→ PROBLEM DESCRIPTION
From the data below, repeat exactly the lines from the line with "assert_eq!(body, expected.as_slice());" to the line with "let tmplt = tcp_template(256, &[]);", both included.

→ DATA PROVIDED
#[cfg(test)]
mod tests {
    use super::*;
    use crate::clock::TestClock;
    use crate::host::RecordingSink;
    use crate::iana;
    use crate::ip_addr::IpAddr;
    use crate::template::{FieldSpec, TemplateFlags};
    use hex_literal::hex;

    fn config(pair_missing_ports: bool, ignore_missing_reverse: bool) -> Config {
        Config {
            odid: 7,
            timeout_cache: 5,
            timeout_msg: 10,
            ignore_missing_reverse,
            pair_missing_ports,
        }
    }

    fn tcp_template(id: u16, extra: &[(u16, u16)]) -> Arc<Template> {
        let mut fields = vec![
            FieldSpec { enterprise: 0, id: iana::SOURCE_TRANSPORT_PORT, length: 2 },
            FieldSpec { enterprise: 0, id: iana::DESTINATION_TRANSPORT_PORT, length: 2 },
            FieldSpec { enterprise: 0, id: iana::PROTOCOL_IDENTIFIER, length: 1 },
            FieldSpec { enterprise: 0, id: iana::SOURCE_IPV4_ADDRESS, length: 4 },
            FieldSpec { enterprise: 0, id: iana::DESTINATION_IPV4_ADDRESS, length: 4 },
        ];
        for (id, len) in extra {
            fields.push(FieldSpec { enterprise: 0, id: *id, length: *len });
        }
        Arc::new(Template::new(id, fields, TemplateFlags::default()))
    }

    fn record_bytes(src_port: u16, dst_port: u16, proto: u8, src: [u8; 4], dst: [u8; 4], extra: &[u8]) -> Vec<u8> {
        let mut buf = Vec::new();
        buf.extend_from_slice(&src_port.to_be_bytes());
        buf.extend_from_slice(&dst_port.to_be_bytes());
        buf.push(proto);
        buf.extend_from_slice(&src);
        buf.extend_from_slice(&dst);
        buf.extend_from_slice(extra);
        buf
    }

    fn record_header(bytes: &[u8]) -> (u16, u32) {
        // (message length, sequence number) read straight out of the 16-byte header.
        let length = u16::from_be_bytes([bytes[2], bytes[3]]);
        let seq = u32::from_be_bytes([bytes[8], bytes[9], bytes[10], bytes[11]]);
        (length, seq)
    }

    /// S1: simple IPv4 TCP pair. Checks the exact merged record body:
    /// re-emitted key fields (new arrival's key, per §4.6), then the
    /// forward side's non-key field, then the reverse side's non-key
    /// field under the reverse PEN.
    #[test]
    fn s1_simple_pair_produces_one_biflow_record() {
        let clock = TestClock::new(100);
        let sink = RecordingSink::default();
        let mut engine = PairingEngine::new(config(false, false), sink, clock).unwrap();

        let tmplt = tcp_template(256, &[(iana::OCTET_DELTA_COUNT, 4)]);
        let r1 = record_bytes(1000, 80, 6, [10, 0, 0, 1], [10, 0, 0, 2], &100u32.to_be_bytes());
        engine
            .process_message(&[ParsedRecord { bytes: r1, template: tmplt.clone() }])
            .unwrap();

        let r2 = record_bytes(80, 1000, 6, [10, 0, 0, 2], [10, 0, 0, 1], &200u32.to_be_bytes());
        engine
            .process_message(&[ParsedRecord { bytes: r2, template: tmplt }])
            .unwrap();

        let sink = engine.shutdown().unwrap();
        assert_eq!(sink.messages.len(), 1, "exactly one message, no stray passthroughs");
        let msg = &sink.messages[0];
        assert_eq!(msg.records.len(), 1, "A and B merge into a single record, neither appears standalone");

        let rec = &msg.records[0];
        assert_ne!(rec.template_id, 256, "biflow record must use a freshly built output template");
        let body = &msg.bytes[rec.offset..rec.offset + rec.size as usize];
        let expected = [
            hex!("0a000001").as_slice(), // source ip 10.0.0.1
            &hex!("0a000002"),           // destination ip 10.0.0.2
            &1000u16.to_be_bytes(),      // source port
            &80u16.to_be_bytes(),        // destination port
            &[6],                        // protocol
            &100u32.to_be_bytes(),       // forward octetDeltaCount, verbatim
            &200u32.to_be_bytes(),       // reverse octetDeltaCount, reverse-PEN remapped
        ]
        .concat();
        assert_eq!(body, expected.as_slice());

        assert_eq!(msg.sets.len(), 1);
        assert!(msg.sets[0].id >= 256, "data sets are always keyed by a template id >= 256");
    }

    /// S2: no counterpart arrives before `timeout_cache`; a later record
    /// triggers a sweep that flushes the stale uniflow as a passthrough,
    /// before the unrelated triggering record.
    #[test]
    fn s2_expiry_flushes_stale_uniflow_as_passthrough() {
        let clock = TestClock::new(100);
        let sink = RecordingSink::default();
        let mut engine = PairingEngine::new(config(false, false), sink, clock.clone()).unwrap();

        let tmplt = tcp_template(256, &[]);
        let r1 = record_bytes(1000, 80, 6, [10, 0, 0, 1], [10, 0, 0, 2], &[]);
        engine
            .process_message(&[ParsedRecord { bytes: r1.clone(), template: tmplt.clone() }])
            .unwrap();

        // past t0(100) + timeout_cache(5) + 2, so the sweep after the next
        // message picks R1 up.
        clock.set(107);
        let r3 = record_bytes(2000, 443, 6, [10, 0, 0, 3], [10, 0, 0, 4], &[]);
        engine
            .process_message(&[ParsedRecord { bytes: r3.clone(), template: tmplt }])
            .unwrap();

        let sink = engine.shutdown().unwrap();
        assert_eq!(sink.messages.len(), 1);
        let msg = &sink.messages[0];
        assert_eq!(msg.records.len(), 2, "R1 (expired passthrough) and R3 (fresh, still cached until shutdown) both land");

        // R1's passthrough must be emitted (and thus sequenced) before R3's
        // own processing, since the sweep runs at the end of R3's message.
        let first_body = &msg.bytes[msg.records[0].offset..msg.records[0].offset + msg.records[0].size as usize];
        assert_eq!(first_body, r1.as_slice(), "passthrough carries the original body unchanged");
        let second_body = &msg.bytes[msg.records[1].offset..msg.records[1].offset + msg.records[1].size as usize];
        assert_eq!(second_body, r3.as_slice(), "R3 never paired, flushed as passthrough at shutdown");
    }

    /// S3: missing ports allowed. Both halves arrive without transport
    /// ports; the merged record and its template carry no port fields.
    #[test]
    fn s3_missing_reverse_port_allowed_omits_port_fields() {
        let clock = TestClock::new(100);
        let sink = RecordingSink::default();
        let mut engine = PairingEngine::new(config(true, false), sink, clock).unwrap();

        let fields = vec![
            FieldSpec { enterprise: 0, id: iana::PROTOCOL_IDENTIFIER, length: 1 },
            FieldSpec { enterprise: 0, id: iana::SOURCE_IPV4_ADDRESS, length: 4 },
            FieldSpec { enterprise: 0, id: iana::DESTINATION_IPV4_ADDRESS, length: 4 },
        ];
        let tmplt = Arc::new(Template::new(300, fields, TemplateFlags::default()));

        let mut r1 = vec![17u8];
        r1.extend_from_slice(&[10, 0, 0, 1]);
        r1.extend_from_slice(&[10, 0, 0, 2]);
        engine
            .process_message(&[ParsedRecord { bytes: r1, template: tmplt.clone() }])
            .unwrap();

        let mut r2 = vec![17u8];
        r2.extend_from_slice(&[10, 0, 0, 2]);
        r2.extend_from_slice(&[10, 0, 0, 1]);
        engine
            .process_message(&[ParsedRecord { bytes: r2, template: tmplt }])
            .unwrap();

        let sink = engine.shutdown().unwrap();
        assert_eq!(sink.messages.len(), 1);
        let msg = &sink.messages[0];
        assert_eq!(msg.records.len(), 1);
        let rec = &msg.records[0];
        let body = &msg.bytes[rec.offset..rec.offset + rec.size as usize];
        // source ip (4) + destination ip (4) + protocol (1), no port fields.
        assert_eq!(body.len(), 9);
        assert_eq!(&body[0..4], &[10, 0, 0, 1]);
        assert_eq!(&body[4..8], &[10, 0, 0, 2]);
        assert_eq!(body[8], 17);
    }

    /// S4: an unsupported list-typed field is dropped from both sides,
    /// same as if it had never been in either record.
    #[test]
    fn s4_unsupported_list_field_is_dropped_from_both_sides() {
        let clock = TestClock::new(100);
        let sink = RecordingSink::default();
        let mut engine = PairingEngine::new(config(false, false), sink, clock).unwrap();

        let tmplt = tcp_template(256, &[(iana::SUB_TEMPLATE_LIST, 4)]);
        let r1 = record_bytes(1000, 80, 6, [10, 0, 0, 1], [10, 0, 0, 2], &[0xde, 0xad, 0xbe, 0xef]);
        engine
            .process_message(&[ParsedRecord { bytes: r1, template: tmplt.clone() }])
            .unwrap();
        let r2 = record_bytes(80, 1000, 6, [10, 0, 0, 2], [10, 0, 0, 1], &[0xfe, 0xed, 0xfa, 0xce]);
        engine
            .process_message(&[ParsedRecord { bytes: r2, template: tmplt }])
            .unwrap();

        let sink = engine.shutdown().unwrap();
        let msg = &sink.messages[0];
        let rec = &msg.records[0];
        // source ip + destination ip + source port + destination port + protocol, nothing else.
        assert_eq!(rec.size as usize, 4 + 4 + 2 + 2 + 1);
    }

    /// S5: a record whose template is already biflow-flagged bypasses the
    /// cache entirely and is emitted verbatim.
    #[test]
    fn s5_biflow_flagged_input_passes_through_untouched() {
        let clock = TestClock::new(100);
        let sink = RecordingSink::default();
        let mut engine = PairingEngine::new(config(false, false), sink, clock).unwrap();

        let mut tmplt = tcp_template(500, &[]);
        Arc::get_mut(&mut tmplt).unwrap().flags.is_biflow = true;

        let bytes = record_bytes(1000, 80, 6, [10, 0, 0, 1], [10, 0, 0, 2], &[]);
        engine
            .process_message(&[ParsedRecord { bytes: bytes.clone(), template: tmplt }])
            .unwrap();

        let sink = engine.shutdown().unwrap();
        assert_eq!(sink.messages.len(), 1);
        let msg = &sink.messages[0];
        assert_eq!(msg.records.len(), 1);
        let rec = &msg.records[0];
        assert_eq!(&msg.bytes[rec.offset..rec.offset + rec.size as usize], bytes.as_slice());
    }

    /// S6 (scaled down for test speed; the underlying overflow/sequencing
    /// behavior doesn't depend on record count): many passthrough records
    /// under one template roll over into several messages, each within the
    /// 65,535-byte cap, with contiguous sequence numbers across messages.
    #[test]
    fn s6_message_rollover_keeps_sequence_numbers_contiguous() {
        let clock = TestClock::new(100);
        let sink = RecordingSink::default();
        let mut engine = PairingEngine::new(config(false, false), sink, clock).unwrap();

        let mut tmplt = tcp_template(900, &[(iana::PADDING_OCTETS, 30)]);
        Arc::get_mut(&mut tmplt).unwrap().flags.is_biflow = true; // force immediate passthrough

        let record = record_bytes(1, 2, 6, [10, 0, 0, 1], [10, 0, 0, 2], &[0u8; 30]);
        let batch: Vec<ParsedRecord> =
            (0..3000).map(|_| ParsedRecord { bytes: record.clone(), template: tmplt.clone() }).collect();
        engine.process_message(&batch).unwrap();

        let sink = engine.shutdown().unwrap();
        assert!(sink.messages.len() >= 2, "3000 records of ~40 bytes must roll over past one message");

        let total_records: usize = sink.messages.iter().map(|m| m.records.len()).sum();
        assert_eq!(total_records, 3000);

        let mut expected_seq = 0u32;
        for msg in &sink.messages {
            assert!(msg.bytes.len() <= 65_535);
            let (length, seq) = record_header(&msg.bytes);
            assert_eq!(length as usize, msg.bytes.len());
            assert_eq!(seq, expected_seq, "sequence numbers form 0, N1, N1+N2, ...");
            expected_seq += msg.records.len() as u32;
        }
    }

    #[test]
    fn reverse_key_lookup_pairs_opposite_direction_records() {
        let a = FlowKey {
            src_ip: IpAddr::from_v4_octets([10, 0, 0, 1]),
            dst_ip: IpAddr::from_v4_octets([10, 0, 0, 2]),
            src_port: 1000,
            dst_port: 80,
            protocol: 6,
            arrival_ts: 1,
        };
        let b = FlowKey {
            src_ip: IpAddr::from_v4_octets([10, 0, 0, 2]),
            dst_ip: IpAddr::from_v4_octets([10, 0, 0, 1]),
            src_port: 80,
            dst_port: 1000,
            protocol: 6,
            arrival_ts: 2,
        };
        assert_eq!(a.reverse(), b);
    }
}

→ SOLVED PROBLEM
        assert_eq!(body, expected.as_slice());

        assert_eq!(msg.sets.len(), 1);
        assert!(msg.sets[0].id >= 256, "data sets are always keyed by a template id >= 256");
    }

    /// S2: no counterpart arrives before `timeout_cache`; a later record
    /// triggers a sweep that flushes the stale uniflow as a passthrough,
    /// before the unrelated triggering record.
    #[test]
    fn s2_expiry_flushes_stale_uniflow_as_passthrough() {
        let clock = TestClock::new(100);
        let sink = RecordingSink::default();
        let mut engine = PairingEngine::new(config(false, false), sink, clock.clone()).unwrap();

        let tmplt = tcp_template(256, &[]);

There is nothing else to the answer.